Having a Ball

The unorthodox moves of the Beyond Ballroom Dance Company

BALLROOM DANCE, once the wilted wallflower of the entertainment scene, is suddenly the life of the party again. Folks of all ages are rolling up their rugs to tango and waltz, while the sass and sizzle of competitive couple-dancing has inspired the TV reality show Dancing with the Stars and such popular films as Shall We Dance and Mad Hot Ballroom. It is a form still largely bound by tradition, and the world of whirling for prizes marches to more rules and regulations, it seems, than recruits at boot camp. But one group of ballroom dancers is challenging the form’s most sacred tenets: the Beyond Ballroom Dance Company of Minneapolis, which believes that while it may take two to tango, they don’t necessarily have to be a man and a woman. And they can move to music by Yo-Yo Ma or even the avant-garde pop pixie Björk.
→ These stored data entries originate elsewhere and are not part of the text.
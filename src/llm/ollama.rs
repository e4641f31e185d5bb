//! Local-engine provider speaking the Ollama chat API

use crate::config::ModelConfig;
use crate::error::{ProviderError, Result};
use crate::llm::LmProvider;
use async_trait::async_trait;
use serde::{Deserialize, Serialize};
use std::time::Duration;
use tokio::time::timeout;
use tracing::{debug, error};

/// Ollama chat API request
#[derive(Debug, Serialize)]
struct OllamaChatRequest {
    model: String,
    messages: Vec<OllamaMessage>,
    stream: bool,
}

#[derive(Debug, Serialize, Deserialize)]
struct OllamaMessage {
    role: String,
    content: String,
}

/// Ollama chat API response
#[derive(Debug, Deserialize)]
struct OllamaChatResponse {
    message: OllamaMessage,
    done: bool,
}

/// Ollama provider
pub struct OllamaProvider {
    client: reqwest::Client,
    base_url: String,
    model: String,
    timeout_sec: u64,
}

impl OllamaProvider {
    pub fn new(config: &ModelConfig) -> Self {
        let client = reqwest::Client::builder()
            .timeout(Duration::from_secs(config.timeout_sec))
            .build()
            .expect("failed to create HTTP client");

        Self {
            client,
            base_url: config.ollama_url.trim_end_matches('/').to_string(),
            model: config.model_name.clone(),
            timeout_sec: config.timeout_sec,
        }
    }

    fn api_url(&self, endpoint: &str) -> String {
        format!("{}/api/{}", self.base_url, endpoint)
    }
}

#[async_trait]
impl LmProvider for OllamaProvider {
    async fn generate(&self, prompt: &str) -> Result<String> {
        let request = OllamaChatRequest {
            model: self.model.clone(),
            messages: vec![OllamaMessage {
                role: "user".to_string(),
                content: prompt.to_string(),
            }],
            stream: false,
        };

        let url = self.api_url("chat");
        debug!(%url, "sending generation request");

        let response = timeout(
            Duration::from_secs(self.timeout_sec),
            self.client.post(&url).json(&request).send(),
        )
        .await
        .map_err(|_| ProviderError::Timeout)?
        .map_err(|e| ProviderError::ConnectionFailed(e.to_string()))?;

        if !response.status().is_success() {
            let error_text = response
                .text()
                .await
                .unwrap_or_else(|_| "unknown error".to_string());
            error!("ollama API error: {error_text}");
            return Err(ProviderError::Generation(error_text).into());
        }

        let payload: OllamaChatResponse = response
            .json()
            .await
            .map_err(|e| ProviderError::InvalidResponse(e.to_string()))?;

        if !payload.done {
            return Err(ProviderError::InvalidResponse("incomplete response".to_string()).into());
        }

        Ok(payload.message.content)
    }

    fn name(&self) -> &str {
        "ollama"
    }

    async fn ping(&self) -> bool {
        let probe = timeout(
            Duration::from_secs(2),
            self.client.get(self.api_url("tags")).send(),
        )
        .await;
        matches!(probe, Ok(Ok(response)) if response.status().is_success())
    }
}

#[cfg(test)]
mod tests {
    use super::*;

    #[test]
    fn test_api_url() {
        let config = ModelConfig::default();
        let provider = OllamaProvider::new(&config);
        assert_eq!(provider.api_url("chat"), "http://localhost:11434/api/chat");
        assert_eq!(provider.name(), "ollama");
    }

    #[test]
    fn test_trailing_slash_trimmed() {
        let config = ModelConfig {
            ollama_url: "http://localhost:11434///".to_string(),
            ..ModelConfig::default()
        };
        let provider = OllamaProvider::new(&config);
        assert_eq!(provider.api_url("tags"), "http://localhost:11434/api/tags");
    }
}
Beyond Ballroom has reinvigorated traditional dances—the waltz, tango, fox trot, etc.—by integrating them into dramatic narratives. Their first show, in 2004, explored the interactions between guests at a dinner party, complete with cocktail shakers and domestic spats. Last year, they re-created Prohibition in St. Paul, using historical gangster characters. For this month’s show at the Southern Theater in Minneapolis, they’re depicting scenes at an urban bus stop, where chance encounters between, say, a panhandler and an uptight businessman trigger unusual rhythms.

“For us, ballroom dance is not an archive,” says Beyond Ballroom’s managing director Deanne Michael. “It’s alive and constantly changing.” The formal, competition-style maneuvers on Dancing with the Stars, she says, are “just one aspect of what we’re doing.” Indeed, the current company consists of seven veterans who have been there, done that—they’ve competed internationally, won prizes, and coached champions. Now they want to stretch the form and explode a few stereotypes.

The music that Beyond Ballroom dances to is far from formulaic, ranging from Viennese waltzes to the growling blues of Tom Waits to the 1970s soul of Blood, Sweat & Tears. And the choreography harkens to the highly theatrical, artistically adventurous musicals of the 1930s, when Fred Astaire was cutting rugs, and scenes, every which way.

Freed from the conventions of competitive dance, “we don’t have to stick to the rules,” says Mariusz Olszewski, a company dancer who began competing while living in his native Poland. “We can let a dance evolve, develop characters, and be subtle or over-the-top. We can have men partnering with men, women partnering with women.” At this month’s show, Olszewski will even perform a solo, a sort of tango meets modern dance. It reflects his own migration from the Old World to the New, and from performing strictly ballroom to incorporating contemporary moves.

There was a time, of course, when even waltzing was avant-garde—too much so for many tastes. In the late 1700s, young men and women in Europe began dancing together in a closed formation, shocking their elders. Whirling around in the arms of a stranger, the critics worried, could cause a girl to lose her head—or worse. Even the rakish Lord Byron objected to, as he put it, the “lewd grasp and lawless contact” of the waltz. It was the 19th-century version of dirty dancing.

Now the waltz can be seen as quaint. But Beyond Ballroom seeks to enliven it and other forms while maintaining their antique mystique. “There’s something magical about following a good lead and being connected to another body,” says dancer Julie Jacobson.

Indeed, at a recent rehearsal, three couples maneuvered through the Beach Boys’ “Wouldn’t It Be Nice” with the supple fluency of a school of fish.

“When you put a classic fox trot in the context of surfboards and bikinis, you realize how elegant Brian Wilson’s music actually was,” says Jacobson. “And how groovy the fox trot can be.”

Beyond Ballroom Dance Company performs April 26 to 29 and May 3 to 6 at the Southern Theater, 1420 Washington Ave. S., Mpls., 612-340-1725.